И вот, дети выросли, здоровье есть, деньги есть, ещё почти молодые мужики, а жены — выработанные «старые клячи». Нет, нас рано списывать в запас, мы ещё способны начать жить и любить с чистого листа, уверяют себя мужчины в таком возрасте. Это хорошо понимали молодые одинокие женщины лет 28 — 30, живущие в собственных квартирах, и воспитывающие, как правило, по одному ребеночку. И они не терялись, уводили у нас молодых пенсионеров, чуть ли, не из каждой второй — третьей семьи. Вот и пришлось маме Андрея идти мыть полы в магазин, просто чтобы выжить. Я потом специально заходил в военторг посмотреть на неё взглядом мужчины, действительно «кляча».
Прошло несколько лет, и молодые пенсионеры переставали быть молодыми, детки у разлучниц подрастали. В армии не случайно пенсионный возраст начинается с 45. Немногие военные пенсионеры проживали ещё десяток лет, начинались болезни, требовался уход, и надежные женские руки. Молодой женщине старая больная развалина уже была не нужна, все, что с него можно было взять, уже было взято, и потянулись мужички к своим старым женам, благо, что никто из своих квартир предусмотрительно не выписывался. А те принимали назад своих непутевых мужчин, и снова по привычке ухаживали за ними, лечили, стирали, кормили и хоронили. Вернулся домой умирать и отец Андрея.

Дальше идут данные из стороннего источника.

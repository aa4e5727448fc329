use std::collections::BTreeSet;

use crate::{
    foundation::core::Rect,
    observe::{IntersectionRecord, IntersectionSource, TargetId},
};

/// Source fed by a host runtime that measures visibility on its own (a browser bridge, a
/// test harness). The host pushes ratios; the scheduler drains them when pumped.
#[derive(Clone, Debug, Default)]
pub struct ManualObserver {
    observed: BTreeSet<TargetId>,
    queue: Vec<IntersectionRecord>,
}

impl ManualObserver {
    pub fn new() -> Self {
        Self::default()
    }

    /// Queue a report for `target`. Reports for targets that are not observed are dropped.
    pub fn push(&mut self, target: TargetId, ratio: f64) {
        if !self.observed.contains(&target) {
            return;
        }
        self.queue.push(IntersectionRecord {
            target,
            ratio: crate::foundation::math::clamp_unit(ratio),
        });
    }

    pub fn is_observing(&self, target: TargetId) -> bool {
        self.observed.contains(&target)
    }

    pub fn observed_len(&self) -> usize {
        self.observed.len()
    }
}

impl IntersectionSource for ManualObserver {
    fn observe(&mut self, target: TargetId, _bounds: Rect) {
        self.observed.insert(target);
    }

    fn update_bounds(&mut self, _target: TargetId, _bounds: Rect) {}

    fn unobserve(&mut self, target: TargetId) {
        self.observed.remove(&target);
        self.queue.retain(|r| r.target != target);
    }

    fn take_records(&mut self) -> Vec<IntersectionRecord> {
        std::mem::take(&mut self.queue)
    }
}
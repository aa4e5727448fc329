pub mod engine;
pub mod hotspot;
pub mod viewfinder;
pub mod core;
pub mod error;
pub(crate) mod math;
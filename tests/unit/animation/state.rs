use super::*;

#[test]
fn lerp_midpoint_of_fade_up() {
    let hidden = StatePreset::FadeUp.state();
    let mid = VisualState::lerp(&hidden, &VisualState::VISIBLE, 0.5);
    assert_eq!(mid.opacity, 0.5);
    assert_eq!(mid.offset, Vec2::new(0.0, 10.0));
    assert_eq!(mid.scale, 1.0);
}

#[test]
fn normalized_clamps_opacity_and_scale() {
    let s = VisualState {
        opacity: 1.7,
        offset: Vec2::new(1.0, 2.0),
        scale: f64::INFINITY,
    }
    .normalized();
    assert_eq!(s.opacity, 1.0);
    assert_eq!(s.scale, 1.0);
    assert_eq!(s.offset, Vec2::new(1.0, 2.0));
}

#[test]
fn presets_are_hidden_except_visible() {
    for p in [
        StatePreset::Fade,
        StatePreset::FadeUp,
        StatePreset::FadeUpSmall,
        StatePreset::SlideLeft,
        StatePreset::SlideRight,
        StatePreset::SlideItem,
        StatePreset::ZoomIn,
    ] {
        assert_eq!(p.state().opacity, 0.0, "{p:?}");
    }
    assert_eq!(StatePreset::Visible.state(), VisualState::VISIBLE);
}

#[test]
fn partial_json_fills_defaults() {
    let s: VisualState = serde_json::from_str(r#"{"opacity":0.0}"#).unwrap();
    assert_eq!(s.scale, 1.0);
    assert_eq!(s.offset, Vec2::ZERO);
}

Раньше думал, что это явление чисто армейской среды, ан нет, повсюду сталкиваешься с бесконечной незлобивостью русской женщины, с её какой-то фатальной покорностью судьбе и мужу. Как-то приходит в храм один уже пожилой человек, нашел меня и давай материть свою жену. Я вытолкал его на улицу. Оказалось, что это муж одной из наших прихожанок. Женщины, имеющей способность работать и днем и ночью, вырастившей кучу детей и ещё большую кучу внуков. А ко мне он пришел исполнить угрозу, данную им жене. Вот, мол, я батюшке всё расскажу какая ты гулящая.